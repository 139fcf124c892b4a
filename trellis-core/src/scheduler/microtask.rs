//! Deferred Work Queue
//!
//! State changes never render inline. They queue a callback here, and the
//! embedder drains the queue once its current synchronous burst is over,
//! the way a browser drains microtasks.

use std::collections::VecDeque;
use std::fmt;
use std::sync::Arc;

use parking_lot::Mutex;

/// A unit of deferred work.
pub type Task = Box<dyn FnOnce() + Send>;

/// Something that can run a callback after the current burst.
pub trait DeferredExecutor: Send + Sync {
    fn schedule_deferred(&self, task: Task);
}

/// A FIFO of deferred callbacks, drained by [`MicrotaskQueue::flush`].
#[derive(Clone, Default)]
pub struct MicrotaskQueue {
    tasks: Arc<Mutex<VecDeque<Task>>>,
}

impl MicrotaskQueue {
    pub fn new() -> Self {
        Self::default()
    }

    /// Run queued callbacks until the queue is empty, including any that
    /// are queued by the callbacks themselves. Returns how many ran.
    pub fn flush(&self) -> usize {
        let mut ran = 0;
        loop {
            // The lock is released before the task runs so it can enqueue more.
            let Some(task) = self.tasks.lock().pop_front() else {
                break;
            };
            task();
            ran += 1;
        }
        ran
    }

    pub fn len(&self) -> usize {
        self.tasks.lock().len()
    }

    pub fn is_empty(&self) -> bool {
        self.tasks.lock().is_empty()
    }
}

impl DeferredExecutor for MicrotaskQueue {
    fn schedule_deferred(&self, task: Task) {
        self.tasks.lock().push_back(task);
    }
}

impl fmt::Debug for MicrotaskQueue {
    fn fmt(&self, f: &mut fmt::Formatter<'_>) -> fmt::Result {
        f.debug_struct("MicrotaskQueue")
            .field("queued", &self.len())
            .finish()
    }
}
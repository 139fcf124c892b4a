//! Render Phase
//!
//! Computes a new work-in-progress tree without touching the attached host
//! tree. Work proceeds one node at a time:
//!
//! 1. **Begin** ([`begin_work`]): top-down. Resolve the node's desired
//!    children (root queue, props, or component output) and reconcile them
//!    against the committed children.
//!
//! 2. **Complete** ([`complete_work`]): bottom-up, once a node has no more
//!    children to begin. Build detached host objects for new host nodes,
//!    flag changed ones, and bubble effect flags to the parent.
//!
//! The walk is driven by [`perform_unit_of_work`], so the caller can stop
//! between any two nodes.

mod begin;
mod child;
mod complete;

pub(crate) use begin::begin_work;
pub(crate) use complete::complete_work;

use crate::error::RenderError;
use crate::fiber::{FiberArena, NodeId};
use crate::host::HostConfig;
use crate::scheduler::ScheduleHandle;
use crate::update::{ConsumptionLog, Lane};

/// Everything a render attempt reads and writes, borrowed from the
/// reconciler for the duration of the attempt.
pub(crate) struct RenderContext<'a> {
    pub arena: &'a mut FiberArena,
    pub host: &'a mut dyn HostConfig,
    pub scheduler: &'a ScheduleHandle,
    pub render_lane: Lane,
    pub consumed: &'a mut ConsumptionLog,
}

/// Process `unit` and return the next node to work on. `None` means the
/// tree rooted at `root` is complete.
pub(crate) fn perform_unit_of_work(
    cx: &mut RenderContext<'_>,
    unit: NodeId,
    root: NodeId,
) -> Result<Option<NodeId>, RenderError> {
    let next = begin_work(cx, unit)?;
    let node = &mut cx.arena[unit];
    node.memoized_props = Some(node.pending_props.clone());

    match next {
        Some(child) => Ok(Some(child)),
        None => Ok(complete_unit_of_work(cx, unit, root)),
    }
}

/// Complete `unit` and its ancestors until one of them has a sibling left
/// to begin.
fn complete_unit_of_work(cx: &mut RenderContext<'_>, unit: NodeId, root: NodeId) -> Option<NodeId> {
    let mut completed = unit;
    loop {
        complete_work(cx, completed);
        if completed == root {
            return None;
        }
        if let Some(sibling) = cx.arena[completed].sibling {
            return Some(sibling);
        }
        completed = cx.arena[completed].parent?;
    }
}
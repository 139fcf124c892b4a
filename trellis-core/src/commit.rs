//! Commit Phase
//!
//! Applies a finished work-in-progress tree to the host. One iterative,
//! depth-first walk visits every node whose subtree carries effect flags,
//! children before parents. Each node applies its own effects in a fixed
//! order (Placement, then Update, then Child-Deletion) and clears each bit
//! once applied, so committing the same tree twice changes nothing.
//!
//! Nothing here returns an error. An effect that cannot be applied (say, a
//! placement with no host parent) is logged and skipped: the host tree is
//! already half-updated at that point and there is no way back.

use crate::fiber::{FiberArena, Flags, MemoizedState, NodeId, WorkTag, MUTATION_MASK};
use crate::host::{HostConfig, InstanceId};

/// Commit every effect in the tree rooted at `finished` into `container`.
///
/// Returns the work nodes of deleted subtrees, which the caller releases
/// once the buffers are swapped.
pub(crate) fn commit_mutation_effects(
    arena: &mut FiberArena,
    host: &mut dyn HostConfig,
    finished: NodeId,
    container: InstanceId,
) -> Vec<NodeId> {
    let mut released = Vec::new();
    let mut next = Some(finished);

    while let Some(id) = next {
        let node = &arena[id];
        if node.subtree_flags.intersects(MUTATION_MASK) {
            if let Some(child) = node.child {
                next = Some(child);
                continue;
            }
        }

        let mut cursor = id;
        next = loop {
            commit_mutation_effects_on_node(arena, host, cursor, container, &mut released);
            if cursor == finished {
                break None;
            }
            if let Some(sibling) = arena[cursor].sibling {
                break Some(sibling);
            }
            match arena[cursor].parent {
                Some(parent) => cursor = parent,
                None => break None,
            }
        };
    }

    released
}

fn commit_mutation_effects_on_node(
    arena: &mut FiberArena,
    host: &mut dyn HostConfig,
    id: NodeId,
    container: InstanceId,
    released: &mut Vec<NodeId>,
) {
    let flags = arena[id].flags;

    if flags.contains(Flags::PLACEMENT) {
        commit_placement(arena, host, id, container);
        arena[id].flags.remove(Flags::PLACEMENT);
    }

    if flags.contains(Flags::UPDATE) {
        commit_update(arena, host, id);
        arena[id].flags.remove(Flags::UPDATE);
    }

    if flags.contains(Flags::CHILD_DELETION) {
        let deletions = std::mem::take(&mut arena[id].deletions);
        for deleted in deletions {
            commit_deletion(arena, host, id, deleted, container, released);
        }
        arena[id].flags.remove(Flags::CHILD_DELETION);
    }

    arena[id].subtree_flags = Flags::empty();
}

fn is_host_parent(tag: WorkTag) -> bool {
    matches!(tag, WorkTag::HostElement | WorkTag::Root)
}

/// The host object that children of `start` attach to: `start` itself if it
/// is a host element, otherwise its nearest host ancestor.
fn host_parent(arena: &FiberArena, start: Option<NodeId>, container: InstanceId) -> Option<InstanceId> {
    let mut next = start;
    while let Some(id) = next {
        let node = &arena[id];
        match node.tag {
            WorkTag::HostElement => return node.state_node.instance(),
            WorkTag::Root => return Some(container),
            _ => next = node.parent,
        }
    }
    None
}

/// The first host object after `id` in document order, under the same host
/// parent, that is already attached.
fn get_host_sibling(arena: &FiberArena, id: NodeId) -> Option<InstanceId> {
    let mut node = id;
    'siblings: loop {
        while arena[node].sibling.is_none() {
            match arena[node].parent {
                Some(parent) if !is_host_parent(arena[parent].tag) => node = parent,
                _ => return None,
            }
        }
        node = arena[node].sibling?;

        while !arena[node].tag.is_host() {
            // A pending wrapper will move, so nothing inside it is a stable anchor.
            if arena[node].flags.contains(Flags::PLACEMENT) {
                continue 'siblings;
            }
            match arena[node].child {
                Some(child) => node = child,
                None => continue 'siblings,
            }
        }

        if !arena[node].flags.contains(Flags::PLACEMENT) {
            return arena[node].state_node.instance();
        }
    }
}

fn commit_placement(arena: &FiberArena, host: &mut dyn HostConfig, id: NodeId, container: InstanceId) {
    let Some(parent) = host_parent(arena, arena[id].parent, container) else {
        tracing::warn!(node = ?id, "placement without a host parent, skipping");
        return;
    };
    let before = get_host_sibling(arena, id);
    insert_or_append_placement_node(arena, host, id, before, parent);
}

fn insert_or_append_placement_node(
    arena: &FiberArena,
    host: &mut dyn HostConfig,
    id: NodeId,
    before: Option<InstanceId>,
    parent: InstanceId,
) {
    let node = &arena[id];
    if node.tag.is_host() {
        let Some(instance) = node.state_node.instance() else {
            tracing::warn!(node = ?id, "host node without a host object, skipping placement");
            return;
        };
        tracing::trace!(node = ?id, ?instance, ?before, "placing");
        match before {
            Some(before) => host.insert_before(parent, instance, before),
            None => host.append_child(parent, instance),
        }
        return;
    }

    let mut child = node.child;
    while let Some(id) = child {
        insert_or_append_placement_node(arena, host, id, before, parent);
        child = arena[id].sibling;
    }
}

fn commit_update(arena: &FiberArena, host: &mut dyn HostConfig, id: NodeId) {
    let node = &arena[id];
    let (Some(instance), Some(props)) = (node.state_node.instance(), node.memoized_props.as_ref()) else {
        return;
    };
    tracing::trace!(node = ?id, ?instance, "updating");
    match node.tag {
        WorkTag::HostText => host.commit_text_update(instance, props.content().unwrap_or_default()),
        WorkTag::HostElement => host.attach_props(instance, props),
        _ => {}
    }
}

/// Detach the subtree of `deleted`, a child that `parent` no longer renders.
fn commit_deletion(
    arena: &mut FiberArena,
    host: &mut dyn HostConfig,
    parent: NodeId,
    deleted: NodeId,
    container: InstanceId,
    released: &mut Vec<NodeId>,
) {
    let host_parent = host_parent(arena, Some(parent), container);

    // Only the outermost host objects are removed; their descendants go
    // with them.
    let mut removals = Vec::new();
    let mut stack = vec![(deleted, false)];
    while let Some((id, inside_host)) = stack.pop() {
        released.push(id);
        let node = &mut arena[id];
        if node.tag == WorkTag::FunctionComponent {
            node.memoized_state = MemoizedState::None;
        }
        let is_host = node.tag.is_host();
        if is_host && !inside_host {
            removals.extend(node.state_node.instance());
        }

        let children: Vec<NodeId> = arena.children(id).collect();
        stack.extend(children.into_iter().rev().map(|c| (c, inside_host || is_host)));
    }

    match host_parent {
        Some(host_parent) => {
            for instance in removals {
                tracing::trace!(node = ?deleted, ?instance, "removing");
                host.remove_child(host_parent, instance);
            }
        }
        None if !removals.is_empty() => {
            tracing::warn!(node = ?deleted, "deletion without a host parent, skipping");
        }
        None => {}
    }

    for id in [Some(deleted), arena[deleted].alternate].into_iter().flatten() {
        let node = &mut arena[id];
        node.parent = None;
        node.child = None;
    }
}
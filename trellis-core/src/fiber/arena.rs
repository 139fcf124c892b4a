//! Work Node Arena
//!
//! Every work node of a root lives in one generational arena. Tree edges
//! are [`NodeId`]s, so the cyclic parent/child/sibling/alternate graph never
//! forms an ownership cycle, and an id that outlives its node is detected
//! instead of aliasing whatever reuses the slot.
//!
//! # The Dual Buffer
//!
//! Each logical position has at most two nodes: the committed one
//! ("current") and the one being computed ("work in progress"), linked both
//! ways through `alternate`. [`FiberArena::create_work_in_progress`] reuses
//! the alternate whenever one exists, so re-rendering a position never
//! allocates after its second render.
//!
//! # Passes
//!
//! The arena remembers which nodes were freshly allocated since the last
//! [`FiberArena::begin_pass`]. Abandoning a render attempt releases exactly
//! those, and unhooks them from their committed counterparts.

use std::ops::{Index, IndexMut};

use slotmap::SlotMap;

use super::node::{Flags, MemoizedState, StateNode, WorkNode, WorkTag};
use super::NodeId;
use crate::element::{CHILDREN, Element, ElementType, Node, PropValue, Props};
use crate::update::SharedQueue;

/// Storage for every work node of one root.
#[derive(Debug, Default)]
pub struct FiberArena {
    nodes: SlotMap<NodeId, WorkNode>,
    pass_allocations: Vec<NodeId>,
    total_allocations: u64,
}

impl FiberArena {
    pub fn new() -> Self {
        Self::default()
    }

    fn allocate(&mut self, node: WorkNode) -> NodeId {
        let id = self.nodes.insert(node);
        self.pass_allocations.push(id);
        self.total_allocations += 1;
        id
    }

    pub fn get(&self, id: NodeId) -> Option<&WorkNode> {
        self.nodes.get(id)
    }

    pub fn get_mut(&mut self, id: NodeId) -> Option<&mut WorkNode> {
        self.nodes.get_mut(id)
    }

    pub fn contains(&self, id: NodeId) -> bool {
        self.nodes.contains_key(id)
    }

    /// Number of live nodes across both buffers.
    pub fn len(&self) -> usize {
        self.nodes.len()
    }

    pub fn is_empty(&self) -> bool {
        self.nodes.is_empty()
    }

    /// Nodes allocated over the arena's lifetime.
    pub fn total_allocations(&self) -> u64 {
        self.total_allocations
    }

    /// The root node of a new tree, fed by `queue`. It has no alternate
    /// until the first render.
    pub fn create_host_root(&mut self, queue: SharedQueue<Node>) -> NodeId {
        let mut root = WorkNode::new(WorkTag::Root, Props::new(), None);
        root.state_node = StateNode::Root;
        root.update_queue = Some(queue);
        root.memoized_state = MemoizedState::Element(Node::Empty);
        let id = self.nodes.insert(root);
        self.total_allocations += 1;
        id
    }

    /// The work-in-progress counterpart of `current`, primed with `pending_props`.
    ///
    /// Allocates only when `current` has never had an alternate.
    pub fn create_work_in_progress(&mut self, current: NodeId, pending_props: Props) -> NodeId {
        let alternate = self[current].alternate;
        let wip = match alternate {
            None => {
                let source = &self[current];
                let mut node = WorkNode::new(source.tag, pending_props, source.key.clone());
                node.alternate = Some(current);
                let id = self.allocate(node);
                self[current].alternate = Some(id);
                id
            }
            Some(existing) => {
                let node = &mut self[existing];
                node.pending_props = pending_props;
                node.flags = Flags::empty();
                node.subtree_flags = Flags::empty();
                node.deletions.clear();
                existing
            }
        };

        let (element_type, update_queue, child, memoized_props, memoized_state, state_node) = {
            let source = &self[current];
            (
                source.element_type.clone(),
                source.update_queue.clone(),
                source.child,
                source.memoized_props.clone(),
                source.memoized_state.clone(),
                source.state_node,
            )
        };
        let node = &mut self[wip];
        node.element_type = element_type;
        node.update_queue = update_queue;
        node.child = child;
        node.memoized_props = memoized_props;
        node.memoized_state = memoized_state;
        node.state_node = state_node;
        wip
    }

    /// A fresh node for `element`, with no history.
    pub fn create_fiber_from_element(&mut self, element: &Element) -> NodeId {
        let tag = match element.kind {
            ElementType::Host(_) => WorkTag::HostElement,
            ElementType::Component(_) => WorkTag::FunctionComponent,
            ElementType::Fragment => WorkTag::Fragment,
        };
        let mut node = WorkNode::new(tag, element.props.clone(), element.key.clone());
        node.element_type = Some(element.kind.clone());
        self.allocate(node)
    }

    /// A fresh text node.
    pub fn create_fiber_from_text(&mut self, content: &str) -> NodeId {
        self.allocate(WorkNode::new(WorkTag::HostText, Props::text(content), None))
    }

    /// A fresh fragment wrapping a nested list of children.
    pub fn create_fiber_from_fragment(&mut self, children: &[Node], key: Option<String>) -> NodeId {
        let props = Props::new().with(CHILDREN, PropValue::Node(Node::List(children.to_vec())));
        let mut node = WorkNode::new(WorkTag::Fragment, props, key);
        node.element_type = Some(ElementType::Fragment);
        self.allocate(node)
    }

    /// Start tracking allocations for a new render attempt.
    pub fn begin_pass(&mut self) {
        self.pass_allocations.clear();
    }

    /// Keep everything allocated by the finished attempt.
    pub fn complete_pass(&mut self) {
        self.pass_allocations.clear();
    }

    /// Release everything allocated by an abandoned attempt.
    pub fn discard_pass(&mut self) -> usize {
        let allocated = std::mem::take(&mut self.pass_allocations);
        let count = allocated.len();
        for id in allocated {
            if let Some(node) = self.nodes.remove(id) {
                if let Some(current) = node.alternate {
                    if let Some(current) = self.nodes.get_mut(current) {
                        current.alternate = None;
                    }
                }
            }
        }
        count
    }

    /// Drop a committed node and its stale alternate for good.
    pub fn release(&mut self, id: NodeId) {
        if let Some(node) = self.nodes.remove(id) {
            if let Some(alternate) = node.alternate {
                self.nodes.remove(alternate);
            }
        }
    }

    /// Children of `id` in sibling order.
    pub fn children(&self, id: NodeId) -> Children<'_> {
        Children {
            arena: self,
            next: self.get(id).and_then(|node| node.child),
        }
    }
}

impl Index<NodeId> for FiberArena {
    type Output = WorkNode;

    fn index(&self, id: NodeId) -> &WorkNode {
        &self.nodes[id]
    }
}

impl IndexMut<NodeId> for FiberArena {
    fn index_mut(&mut self, id: NodeId) -> &mut WorkNode {
        &mut self.nodes[id]
    }
}

/// Iterator over a sibling chain.
pub struct Children<'a> {
    arena: &'a FiberArena,
    next: Option<NodeId>,
}

impl Iterator for Children<'_> {
    type Item = NodeId;

    fn next(&mut self) -> Option<NodeId> {
        let id = self.next?;
        self.next = self.arena.get(id).and_then(|node| node.sibling);
        Some(id)
    }
}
==========
• **ASSIGNMENT**
Report the tally of lines in the listing that carry the string "after", and nothing else.

• **COMPLETED TASK**
3